L'espoir de Ségal

 

De l'Aberwrach jusqu'au Conquet,

Du bord extrême de cette pointe Ouest tant effilée,

Entre cette côte encore sauvage, et cet océan démonté

Vit une île, un navire irrémédiablement échoué.

 

Par le calme d'une journée aux horizons brumeux,

Elle se prépare, autant que faire se peut,

Remplissant ses cales, ses réservoirs vaseux

D'algues vertes, de goémons sur ses plabords rocheux.

 

Depuis des jours, son équipage minutieusement le prépare,

Cet embarquement, dont le temps semble sonné le départ,

Annoncé comme imminent, la foule alentour se masse de toute part,

A cet appareillage inespéré, chacun au fond de lui, désire prendre part.

 

Mais auparavant, sur le rivage de cette roche creusée,

Tel un théâtre de plein air, aux bancs improvisés

Des spectateurs inconnus, toute une nuit ont veillé,

Dans l'attente du lendemain et de sa cérémonie fièrement célébrée.

 

Ainsi, en ce lieu, ils auront fait la fête,

Au rythme ennivrant du ressac et de la lyre,

Balançant l'ombre de leurs corps et de leurs têtes,

Ne semblant en rien perturber la quiétude du grand navire !

 

Pourtant, cet endroit aurait très bien pu accueillir,

Une troupe de brigants, ou plutôt de naufrageurs,

Qui, de ces trouées vers le large font jaillir

Les lumières étincellantes, de leurs feux trompeurs et ravageurs.

 

Au Porz Tévigné, leurs chaloupes attendent à l'abri,

Leurs mains sur les bordées, leurs yeux fixés sur cette vigie,

Ce rocher, du haut duquel, chaque proie est annoncée,

Quelques milles encore, et le signal d'une mise à mort décidée.

 

On se demande même, si sans aucun remords,

Ségal n'a pas été leur victime d'une nuit,

Une épave entre la vie et la mort,

Un bout de terre en survie !

 

En tout cas, quelqu'ils soient, quelques furent leurs intentions,

Nombreuses sont les empreintes laissées sur la plage,

Nombreux sont les indices de leurs passages,

Qui lui témoigne un intérêt certain, une toute particulière attention.

 

Mais, qu'ils se hatent, tous ! La marée monte !
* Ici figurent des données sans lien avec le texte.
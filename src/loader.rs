use crate::core::{decode_logo, logo_model, ModelCpu, LOGO_URL};
use crate::frame::Viewer;
use std::cell::RefCell;
use std::rc::Rc;
use wasm_bindgen::JsCast;
use wasm_bindgen_futures::{spawn_local, JsFuture};
use web_sys as web;

#[inline]
fn js_err(e: wasm_bindgen::JsValue) -> anyhow::Error {
    anyhow::anyhow!("{:?}", e)
}

/// Switch to `variant`: release the current model, abort any in-flight fetch,
/// then fetch, parse and attach the new asset in the background.
pub fn load_variant(viewer: &Rc<RefCell<Viewer>>, variant: &str) {
    let Some(ticket) = viewer.borrow_mut().request_variant(variant) else {
        log::debug!("[model] {} already selected", variant);
        return;
    };
    let abort = web::AbortController::new().ok();
    viewer.borrow_mut().replace_pending_fetch(abort.clone());

    let viewer = viewer.clone();
    spawn_local(async move {
        let signal = abort.as_ref().map(web::AbortController::signal);
        let result = match fetch_bytes(ticket.variant(), signal.as_ref()).await {
            Ok(bytes) => ModelCpu::from_glb(&bytes).map_err(anyhow::Error::from),
            Err(e) => Err(e),
        };
        viewer.borrow_mut().finish_load(&ticket, result);
    });
}

/// Fetch the logo image and hand its plane to the viewer once decoded.
pub fn load_logo(viewer: &Rc<RefCell<Viewer>>) {
    let viewer = viewer.clone();
    spawn_local(async move {
        let result = match fetch_bytes(LOGO_URL, None).await {
            Ok(bytes) => decode_logo(&bytes)
                .map_err(anyhow::Error::from)
                .and_then(|tex| {
                    logo_model(tex).ok_or_else(|| anyhow::anyhow!("{} has zero size", LOGO_URL))
                }),
            Err(e) => Err(e),
        };
        viewer.borrow_mut().attach_logo(result);
    });
}

async fn fetch_bytes(url: &str, signal: Option<&web::AbortSignal>) -> anyhow::Result<Vec<u8>> {
    let window = web::window().ok_or_else(|| anyhow::anyhow!("no window"))?;
    let init = web::RequestInit::new();
    init.set_method("GET");
    init.set_signal(signal);
    let request = web::Request::new_with_str_and_init(url, &init).map_err(js_err)?;
    let resp = JsFuture::from(window.fetch_with_request(&request))
        .await
        .map_err(js_err)?
        .dyn_into::<web::Response>()
        .map_err(js_err)?;
    if !resp.ok() {
        anyhow::bail!("HTTP {} fetching {}", resp.status(), url);
    }
    let buf = JsFuture::from(resp.array_buffer().map_err(js_err)?)
        .await
        .map_err(js_err)?;
    Ok(js_sys::Uint8Array::new(&buf).to_vec())
}
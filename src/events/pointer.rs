use crate::frame::Viewer;
use crate::input::{self, PointerState};
use std::cell::RefCell;
use std::rc::Rc;
use wasm_bindgen::JsCast;
use web_sys as web;

#[derive(Clone)]
struct PointerWiring {
    canvas: web::HtmlCanvasElement,
    viewer: Rc<RefCell<Viewer>>,
    state: Rc<RefCell<PointerState>>,
}

/// Orbit drag, wheel zoom and click-to-open on the viewer canvas.
pub fn wire_pointer_handlers(canvas: &web::HtmlCanvasElement, viewer: &Rc<RefCell<Viewer>>) {
    let w = PointerWiring {
        canvas: canvas.clone(),
        viewer: viewer.clone(),
        state: Rc::new(RefCell::new(PointerState::default())),
    };
    wire_pointerdown(&w);
    wire_pointermove(&w);
    wire_pointerup(&w);
    wire_wheel(&w);
}

fn wire_pointerdown(w: &PointerWiring) {
    let w = w.clone();
    let canvas_for_listener = w.canvas.clone();
    let closure = wasm_bindgen::closure::Closure::wrap(Box::new(move |ev: web::PointerEvent| {
        let at = input::pointer_canvas_px(&ev, &w.canvas);
        w.state.borrow_mut().press(at);
        _ = w.canvas.set_pointer_capture(ev.pointer_id());
    }) as Box<dyn FnMut(_)>);
    _ = canvas_for_listener
        .add_event_listener_with_callback("pointerdown", closure.as_ref().unchecked_ref());
    closure.forget();
}

fn wire_pointermove(w: &PointerWiring) {
    let w = w.clone();
    let closure = wasm_bindgen::closure::Closure::wrap(Box::new(move |ev: web::PointerEvent| {
        let at = input::pointer_canvas_px(&ev, &w.canvas);
        let Some(delta) = w.state.borrow_mut().move_to(at) else {
            return;
        };
        let height = w.canvas.height() as f32;
        if let Some(orbit) = w.viewer.borrow_mut().camera.as_orbit_mut() {
            orbit.rotate_by_pixels(delta.x, delta.y, height);
        }
    }) as Box<dyn FnMut(_)>);
    if let Some(wnd) = web::window() {
        _ = wnd.add_event_listener_with_callback("pointermove", closure.as_ref().unchecked_ref());
    }
    closure.forget();
}

fn wire_pointerup(w: &PointerWiring) {
    let w = w.clone();
    let closure = wasm_bindgen::closure::Closure::wrap(Box::new(move |ev: web::PointerEvent| {
        let at = input::pointer_canvas_px(&ev, &w.canvas);
        _ = w.canvas.release_pointer_capture(ev.pointer_id());
        // presses only begin on the canvas, so a click here is a canvas click
        if w.state.borrow_mut().release() {
            w.viewer.borrow_mut().click(at);
        }
    }) as Box<dyn FnMut(_)>);
    if let Some(wnd) = web::window() {
        _ = wnd.add_event_listener_with_callback("pointerup", closure.as_ref().unchecked_ref());
    }
    closure.forget();
}

fn wire_wheel(w: &PointerWiring) {
    let w = w.clone();
    let canvas_for_listener = w.canvas.clone();
    let closure = wasm_bindgen::closure::Closure::wrap(Box::new(move |ev: web::WheelEvent| {
        let notches = input::wheel_notches(ev.delta_y(), ev.delta_mode());
        if let Some(orbit) = w.viewer.borrow_mut().camera.as_orbit_mut() {
            orbit.zoom(notches);
            ev.prevent_default();
        }
    }) as Box<dyn FnMut(_)>);
    _ = canvas_for_listener.add_event_listener_with_callback("wheel", closure.as_ref().unchecked_ref());
    closure.forget();
}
Le jour se lève ! Plus de cauchemard, ni de honte !

Son énorme silhouette a laché les amarres, elle semble partie,

Souhaitant enfin accomplir, le plus fous de ses défis.

 

Aux crêtes des vagues, elle présente ses flancs regaillardis,

Des rayons du soleil, elle puise l'ensemble de son énergie,

De son plabord vert-roux, juché sur les hauts de ce sillage épais,

Dans un contre-jour magique, émane un havre de paix.

 

Et même si la houle se formait, si le vent se renforçait,

Les Fourches sont là, toujours parés ! Ségal le sait.

Pourfendant de leurs étraves puissantes ses lames régulières,

L'entourant de ses brins, ils sont ces inépuisables travailleurs de la mer.

 

Inlassables, inusables, ce sont ses meilleurs alliés,

Sa chance ultime pour prendre la mer, enfin naviguer,

Rejoindre Ouessant, au moins faire la traversée,

Tel la "Grande Arche", voulant préserver une part vivante de cette terre sacrée.

 

Mais quand au loin, Mouzou annonce son arrivée

Par son sillage phosphorescent dans ce jour-presque nuit,

C'est que le pilote a tout tenté pour aujourd'hui,

Goatloc lache ses derniers rayons, et Ségal est là, échouée.

 

Victime d'une bataille indécise, elle dévoile à travers cette presqu'île,

Non cette île … et toujours cette presqu'île,

Une véritable invitation au voyage et à son cortège heureux et douloureux,

Une simple prière de délivrance au Maître des Cieux.

 

 

Emmanuel Guyétand, Brest, le 23 Juillet 2000.